_Exercise aim_. Looking through the data below, work out how many lines have the word "Serialize". Reply with that number only.

Dataset excerpts:

/---

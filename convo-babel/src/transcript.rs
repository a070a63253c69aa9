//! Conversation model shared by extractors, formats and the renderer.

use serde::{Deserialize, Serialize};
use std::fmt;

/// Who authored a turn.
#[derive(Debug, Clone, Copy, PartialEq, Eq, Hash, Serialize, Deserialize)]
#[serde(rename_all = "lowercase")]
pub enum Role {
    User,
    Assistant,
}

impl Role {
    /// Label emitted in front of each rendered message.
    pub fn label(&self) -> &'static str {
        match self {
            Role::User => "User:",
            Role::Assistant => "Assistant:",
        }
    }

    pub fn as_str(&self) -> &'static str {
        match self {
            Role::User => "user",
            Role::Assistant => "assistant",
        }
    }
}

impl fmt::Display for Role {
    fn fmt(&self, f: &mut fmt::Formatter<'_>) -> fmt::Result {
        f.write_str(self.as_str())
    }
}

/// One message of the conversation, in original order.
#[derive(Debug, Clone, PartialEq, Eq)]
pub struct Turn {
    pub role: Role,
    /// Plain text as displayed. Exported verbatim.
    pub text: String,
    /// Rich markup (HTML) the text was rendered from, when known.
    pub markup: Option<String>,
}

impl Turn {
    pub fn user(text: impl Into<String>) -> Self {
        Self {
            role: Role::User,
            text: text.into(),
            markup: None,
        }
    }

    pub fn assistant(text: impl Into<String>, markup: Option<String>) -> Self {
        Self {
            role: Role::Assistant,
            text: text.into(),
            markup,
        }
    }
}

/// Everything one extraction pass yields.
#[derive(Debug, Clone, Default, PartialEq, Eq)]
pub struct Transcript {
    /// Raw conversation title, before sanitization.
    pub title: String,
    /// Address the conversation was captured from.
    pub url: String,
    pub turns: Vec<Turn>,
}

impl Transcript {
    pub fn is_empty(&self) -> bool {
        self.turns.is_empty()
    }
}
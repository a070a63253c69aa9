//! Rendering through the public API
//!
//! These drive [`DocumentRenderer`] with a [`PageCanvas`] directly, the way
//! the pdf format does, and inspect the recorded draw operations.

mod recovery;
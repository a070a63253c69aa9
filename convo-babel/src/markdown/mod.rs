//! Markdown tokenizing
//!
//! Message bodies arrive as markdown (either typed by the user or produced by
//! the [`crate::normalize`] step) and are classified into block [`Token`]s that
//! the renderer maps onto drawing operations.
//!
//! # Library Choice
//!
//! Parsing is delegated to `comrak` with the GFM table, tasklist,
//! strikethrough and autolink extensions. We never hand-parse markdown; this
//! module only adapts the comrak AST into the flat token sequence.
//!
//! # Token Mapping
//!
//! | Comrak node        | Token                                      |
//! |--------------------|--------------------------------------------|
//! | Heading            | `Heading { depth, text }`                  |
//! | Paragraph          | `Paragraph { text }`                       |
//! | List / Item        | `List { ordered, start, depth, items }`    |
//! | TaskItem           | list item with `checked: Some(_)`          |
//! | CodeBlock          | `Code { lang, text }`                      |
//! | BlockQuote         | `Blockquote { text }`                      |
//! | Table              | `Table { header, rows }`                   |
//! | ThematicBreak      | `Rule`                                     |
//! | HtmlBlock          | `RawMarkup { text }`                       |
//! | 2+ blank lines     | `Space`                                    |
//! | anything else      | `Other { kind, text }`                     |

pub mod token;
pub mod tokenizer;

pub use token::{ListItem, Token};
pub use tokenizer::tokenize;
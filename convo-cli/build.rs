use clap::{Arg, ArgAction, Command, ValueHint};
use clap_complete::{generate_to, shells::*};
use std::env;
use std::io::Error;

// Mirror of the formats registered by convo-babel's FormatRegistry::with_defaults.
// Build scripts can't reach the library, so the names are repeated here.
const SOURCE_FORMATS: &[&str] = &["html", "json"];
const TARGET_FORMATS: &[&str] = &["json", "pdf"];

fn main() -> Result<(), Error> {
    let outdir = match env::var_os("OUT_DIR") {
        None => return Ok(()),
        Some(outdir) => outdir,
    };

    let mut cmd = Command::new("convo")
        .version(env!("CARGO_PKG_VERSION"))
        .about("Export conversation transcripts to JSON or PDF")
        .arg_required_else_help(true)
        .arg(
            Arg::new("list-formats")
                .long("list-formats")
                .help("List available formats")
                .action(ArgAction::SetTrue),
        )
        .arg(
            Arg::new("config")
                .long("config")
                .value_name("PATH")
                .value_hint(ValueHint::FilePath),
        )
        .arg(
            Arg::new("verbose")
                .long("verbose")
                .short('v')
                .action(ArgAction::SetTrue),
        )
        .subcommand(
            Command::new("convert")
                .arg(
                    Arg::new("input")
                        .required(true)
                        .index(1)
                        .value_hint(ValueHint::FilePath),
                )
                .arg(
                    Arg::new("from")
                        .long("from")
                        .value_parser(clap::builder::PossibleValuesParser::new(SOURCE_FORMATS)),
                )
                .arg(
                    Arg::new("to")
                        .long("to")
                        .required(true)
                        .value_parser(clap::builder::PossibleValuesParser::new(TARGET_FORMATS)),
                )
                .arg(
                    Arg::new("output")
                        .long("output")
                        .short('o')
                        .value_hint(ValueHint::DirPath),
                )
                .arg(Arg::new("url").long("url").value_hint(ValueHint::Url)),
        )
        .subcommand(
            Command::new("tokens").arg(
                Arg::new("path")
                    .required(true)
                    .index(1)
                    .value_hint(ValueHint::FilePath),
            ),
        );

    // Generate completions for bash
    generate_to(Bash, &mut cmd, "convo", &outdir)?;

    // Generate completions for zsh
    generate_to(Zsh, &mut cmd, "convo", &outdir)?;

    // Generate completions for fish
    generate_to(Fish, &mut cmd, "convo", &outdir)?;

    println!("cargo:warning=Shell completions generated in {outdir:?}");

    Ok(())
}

\---

_Response_. 2